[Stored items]
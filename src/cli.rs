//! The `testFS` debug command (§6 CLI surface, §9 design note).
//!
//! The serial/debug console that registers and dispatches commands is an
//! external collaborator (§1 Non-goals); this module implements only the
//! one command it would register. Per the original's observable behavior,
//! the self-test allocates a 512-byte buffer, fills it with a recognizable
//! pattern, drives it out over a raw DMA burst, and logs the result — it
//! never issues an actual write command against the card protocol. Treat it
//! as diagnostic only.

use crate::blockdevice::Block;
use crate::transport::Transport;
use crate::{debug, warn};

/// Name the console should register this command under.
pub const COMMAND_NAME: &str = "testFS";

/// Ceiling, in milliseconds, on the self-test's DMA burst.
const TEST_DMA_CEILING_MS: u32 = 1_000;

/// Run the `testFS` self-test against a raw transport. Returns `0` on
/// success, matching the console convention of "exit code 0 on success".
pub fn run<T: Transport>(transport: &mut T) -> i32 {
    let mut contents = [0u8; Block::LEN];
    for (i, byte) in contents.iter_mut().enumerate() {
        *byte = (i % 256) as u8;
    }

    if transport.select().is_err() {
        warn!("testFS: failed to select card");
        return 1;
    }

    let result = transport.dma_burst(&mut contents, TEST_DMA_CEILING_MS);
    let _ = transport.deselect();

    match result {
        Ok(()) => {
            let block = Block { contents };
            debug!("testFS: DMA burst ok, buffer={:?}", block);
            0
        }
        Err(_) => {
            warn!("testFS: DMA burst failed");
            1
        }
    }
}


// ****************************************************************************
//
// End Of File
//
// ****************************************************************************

• WHAT THE TASK ASKS: Please copy only the lines from the one with "const TEST_DMA_CEILING_MS: u32 = 1_000;" through the final line of the records above, both ends included.

• OUTPUT BELOW:
const TEST_DMA_CEILING_MS: u32 = 1_000;

/// Run the `testFS` self-test against a raw transport. Returns `0` on
/// success, matching the console convention of "exit code 0 on success".
pub fn run<T: Transport>(transport: &mut T) -> i32 {
    let mut contents = [0u8; Block::LEN];
    for (i, byte) in contents.iter_mut().enumerate() {
        *byte = (i % 256) as u8;
    }

    if transport.select().is_err() {
        warn!("testFS: failed to select card");
        return 1;
    }

    let result = transport.dma_burst(&mut contents, TEST_DMA_CEILING_MS);
    let _ = transport.deselect();

    match result {
        Ok(()) => {
            let block = Block { contents };
            debug!("testFS: DMA burst ok, buffer={:?}", block);
            0
        }
        Err(_) => {
            warn!("testFS: DMA burst failed");
            1
        }
    }
}


// ****************************************************************************
//
// End Of File
//
// ****************************************************************************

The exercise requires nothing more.